YOUR TASK. Two lines in the data below mark the range: the one with "lifecycle, schema bootstrap, and" and the one with "pub const DEFAULT_MAX_ATTEMPTS: u32 = 30;". Return both, along with every line between them, exactly.

Collected data entries
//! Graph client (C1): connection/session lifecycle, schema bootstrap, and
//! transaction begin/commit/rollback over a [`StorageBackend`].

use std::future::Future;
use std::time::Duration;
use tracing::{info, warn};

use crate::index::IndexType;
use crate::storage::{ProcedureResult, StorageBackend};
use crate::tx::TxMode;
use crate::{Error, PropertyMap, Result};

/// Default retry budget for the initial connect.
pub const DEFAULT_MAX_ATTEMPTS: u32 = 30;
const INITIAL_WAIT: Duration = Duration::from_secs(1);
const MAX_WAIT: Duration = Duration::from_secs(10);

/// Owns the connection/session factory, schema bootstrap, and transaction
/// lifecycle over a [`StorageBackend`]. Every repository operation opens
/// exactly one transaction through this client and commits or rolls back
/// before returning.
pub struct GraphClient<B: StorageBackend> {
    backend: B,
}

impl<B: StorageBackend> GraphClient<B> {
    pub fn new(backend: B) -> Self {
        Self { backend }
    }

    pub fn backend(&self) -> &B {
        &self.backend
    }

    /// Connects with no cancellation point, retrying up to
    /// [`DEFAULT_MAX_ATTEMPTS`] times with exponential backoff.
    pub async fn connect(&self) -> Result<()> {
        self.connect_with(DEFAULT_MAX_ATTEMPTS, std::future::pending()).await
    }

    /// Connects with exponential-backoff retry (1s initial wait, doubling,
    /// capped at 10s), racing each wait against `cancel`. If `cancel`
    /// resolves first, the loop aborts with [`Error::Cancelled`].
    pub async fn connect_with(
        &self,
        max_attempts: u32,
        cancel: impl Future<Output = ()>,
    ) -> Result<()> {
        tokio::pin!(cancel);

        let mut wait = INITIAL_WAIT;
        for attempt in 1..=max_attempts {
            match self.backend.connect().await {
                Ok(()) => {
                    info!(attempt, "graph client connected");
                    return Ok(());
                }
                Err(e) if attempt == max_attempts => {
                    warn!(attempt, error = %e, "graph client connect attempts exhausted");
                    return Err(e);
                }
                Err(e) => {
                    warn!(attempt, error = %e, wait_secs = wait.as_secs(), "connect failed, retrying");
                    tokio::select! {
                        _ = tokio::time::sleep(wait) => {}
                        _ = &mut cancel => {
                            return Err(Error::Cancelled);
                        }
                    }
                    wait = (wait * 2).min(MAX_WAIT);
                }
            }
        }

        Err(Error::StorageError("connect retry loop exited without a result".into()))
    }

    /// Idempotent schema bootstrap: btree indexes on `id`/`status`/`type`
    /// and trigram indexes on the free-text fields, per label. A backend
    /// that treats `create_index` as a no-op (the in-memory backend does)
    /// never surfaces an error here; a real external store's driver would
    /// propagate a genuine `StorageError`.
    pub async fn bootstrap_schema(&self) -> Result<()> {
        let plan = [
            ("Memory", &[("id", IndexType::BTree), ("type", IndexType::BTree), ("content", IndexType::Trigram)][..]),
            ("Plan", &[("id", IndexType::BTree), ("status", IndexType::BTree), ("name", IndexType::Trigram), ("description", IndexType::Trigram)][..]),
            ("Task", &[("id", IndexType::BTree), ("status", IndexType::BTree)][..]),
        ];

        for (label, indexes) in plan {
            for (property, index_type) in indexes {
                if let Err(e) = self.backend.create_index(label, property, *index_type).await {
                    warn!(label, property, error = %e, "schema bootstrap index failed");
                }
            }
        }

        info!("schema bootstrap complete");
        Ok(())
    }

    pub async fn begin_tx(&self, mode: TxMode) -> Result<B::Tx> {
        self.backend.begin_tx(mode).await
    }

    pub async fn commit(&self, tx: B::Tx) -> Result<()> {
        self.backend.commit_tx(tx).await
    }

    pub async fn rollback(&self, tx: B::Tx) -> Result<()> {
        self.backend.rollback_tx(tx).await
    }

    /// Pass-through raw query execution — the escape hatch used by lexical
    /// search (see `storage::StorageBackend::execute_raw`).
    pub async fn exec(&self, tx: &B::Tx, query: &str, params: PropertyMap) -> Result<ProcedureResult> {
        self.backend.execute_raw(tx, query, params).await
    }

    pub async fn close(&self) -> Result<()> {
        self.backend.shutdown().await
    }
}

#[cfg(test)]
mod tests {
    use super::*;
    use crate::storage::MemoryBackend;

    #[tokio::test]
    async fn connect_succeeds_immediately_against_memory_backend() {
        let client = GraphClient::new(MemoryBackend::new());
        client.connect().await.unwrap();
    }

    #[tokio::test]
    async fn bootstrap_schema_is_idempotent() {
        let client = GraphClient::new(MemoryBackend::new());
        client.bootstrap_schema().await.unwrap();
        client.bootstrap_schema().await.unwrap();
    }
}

==

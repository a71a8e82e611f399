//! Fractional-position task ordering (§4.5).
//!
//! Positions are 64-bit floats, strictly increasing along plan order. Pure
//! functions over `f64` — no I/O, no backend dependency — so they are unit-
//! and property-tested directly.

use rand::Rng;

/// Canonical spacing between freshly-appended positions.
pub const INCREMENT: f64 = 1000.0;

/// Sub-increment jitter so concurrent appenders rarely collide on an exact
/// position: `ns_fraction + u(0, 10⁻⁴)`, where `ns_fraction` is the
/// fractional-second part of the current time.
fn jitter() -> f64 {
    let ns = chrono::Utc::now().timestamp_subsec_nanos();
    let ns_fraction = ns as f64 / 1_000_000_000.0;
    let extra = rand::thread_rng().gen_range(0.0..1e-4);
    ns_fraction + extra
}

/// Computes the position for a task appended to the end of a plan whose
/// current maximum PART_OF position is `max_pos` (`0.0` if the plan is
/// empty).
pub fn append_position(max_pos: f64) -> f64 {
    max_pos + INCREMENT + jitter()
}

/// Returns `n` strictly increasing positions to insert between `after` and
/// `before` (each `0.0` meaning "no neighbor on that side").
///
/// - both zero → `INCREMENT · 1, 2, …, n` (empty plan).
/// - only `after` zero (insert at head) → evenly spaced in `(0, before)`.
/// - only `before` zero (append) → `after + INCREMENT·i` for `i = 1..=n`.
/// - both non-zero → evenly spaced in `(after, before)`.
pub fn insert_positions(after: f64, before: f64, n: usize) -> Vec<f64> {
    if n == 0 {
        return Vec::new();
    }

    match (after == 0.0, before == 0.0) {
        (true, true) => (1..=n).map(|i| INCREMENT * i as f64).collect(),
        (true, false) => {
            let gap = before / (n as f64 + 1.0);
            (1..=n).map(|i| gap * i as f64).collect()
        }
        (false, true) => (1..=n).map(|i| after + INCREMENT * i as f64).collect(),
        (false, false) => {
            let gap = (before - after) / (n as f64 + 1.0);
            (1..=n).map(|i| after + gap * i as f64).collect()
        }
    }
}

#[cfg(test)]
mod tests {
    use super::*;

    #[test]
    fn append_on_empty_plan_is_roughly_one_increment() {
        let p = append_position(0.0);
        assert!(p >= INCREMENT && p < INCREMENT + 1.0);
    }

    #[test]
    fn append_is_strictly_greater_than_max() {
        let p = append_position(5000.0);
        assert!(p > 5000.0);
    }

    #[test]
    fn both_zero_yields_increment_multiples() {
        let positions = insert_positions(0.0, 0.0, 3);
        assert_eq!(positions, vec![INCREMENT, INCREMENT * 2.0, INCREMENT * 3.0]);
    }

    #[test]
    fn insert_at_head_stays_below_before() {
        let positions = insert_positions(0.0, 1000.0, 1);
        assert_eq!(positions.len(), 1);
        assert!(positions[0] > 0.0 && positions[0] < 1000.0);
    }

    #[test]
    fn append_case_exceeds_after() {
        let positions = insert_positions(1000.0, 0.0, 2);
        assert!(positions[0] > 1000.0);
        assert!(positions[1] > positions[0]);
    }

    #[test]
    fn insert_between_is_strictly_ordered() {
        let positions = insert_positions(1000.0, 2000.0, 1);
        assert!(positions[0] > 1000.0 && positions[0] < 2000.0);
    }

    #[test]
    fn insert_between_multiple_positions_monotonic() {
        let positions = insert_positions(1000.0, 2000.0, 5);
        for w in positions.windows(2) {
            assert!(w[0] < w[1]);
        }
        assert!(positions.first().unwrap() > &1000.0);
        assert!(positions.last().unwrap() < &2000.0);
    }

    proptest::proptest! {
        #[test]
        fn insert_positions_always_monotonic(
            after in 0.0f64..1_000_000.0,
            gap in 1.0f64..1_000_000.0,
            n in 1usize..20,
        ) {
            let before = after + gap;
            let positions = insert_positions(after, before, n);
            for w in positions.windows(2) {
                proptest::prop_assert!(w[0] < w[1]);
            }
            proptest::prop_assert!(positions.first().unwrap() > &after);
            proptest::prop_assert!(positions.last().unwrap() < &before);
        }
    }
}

* * *

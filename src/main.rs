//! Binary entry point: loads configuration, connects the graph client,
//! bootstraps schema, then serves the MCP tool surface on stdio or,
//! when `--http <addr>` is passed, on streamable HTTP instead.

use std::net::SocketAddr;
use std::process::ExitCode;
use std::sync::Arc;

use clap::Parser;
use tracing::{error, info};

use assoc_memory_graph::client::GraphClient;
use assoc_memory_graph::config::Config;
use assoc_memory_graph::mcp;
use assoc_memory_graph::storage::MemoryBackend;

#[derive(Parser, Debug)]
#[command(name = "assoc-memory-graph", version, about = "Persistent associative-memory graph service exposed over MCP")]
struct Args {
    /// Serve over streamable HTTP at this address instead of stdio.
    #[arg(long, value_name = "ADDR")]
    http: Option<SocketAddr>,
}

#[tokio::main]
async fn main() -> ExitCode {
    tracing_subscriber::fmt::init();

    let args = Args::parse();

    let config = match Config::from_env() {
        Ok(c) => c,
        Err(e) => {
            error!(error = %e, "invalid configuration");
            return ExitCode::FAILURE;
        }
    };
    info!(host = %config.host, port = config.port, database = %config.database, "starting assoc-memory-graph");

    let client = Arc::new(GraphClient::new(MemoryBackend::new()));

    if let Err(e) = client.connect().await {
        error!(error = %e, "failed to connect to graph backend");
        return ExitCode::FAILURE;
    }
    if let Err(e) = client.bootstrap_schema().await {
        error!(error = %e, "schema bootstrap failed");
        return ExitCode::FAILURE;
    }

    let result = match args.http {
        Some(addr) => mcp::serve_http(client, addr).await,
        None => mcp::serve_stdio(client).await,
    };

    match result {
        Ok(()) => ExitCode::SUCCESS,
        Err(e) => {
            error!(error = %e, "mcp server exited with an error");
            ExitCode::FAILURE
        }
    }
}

RESPONSE.
//! Graph client (C1): connection/session lifecycle, schema bootstrap, and
//! transaction begin/commit/rollback over a [`StorageBackend`].

use std::future::Future;
use std::time::Duration;
use tracing::{info, warn};

use crate::index::IndexType;
use crate::storage::{ProcedureResult, StorageBackend};
use crate::tx::TxMode;
use crate::{Error, PropertyMap, Result};

/// Default retry budget for the initial connect.
pub const DEFAULT_MAX_ATTEMPTS: u32 = 30;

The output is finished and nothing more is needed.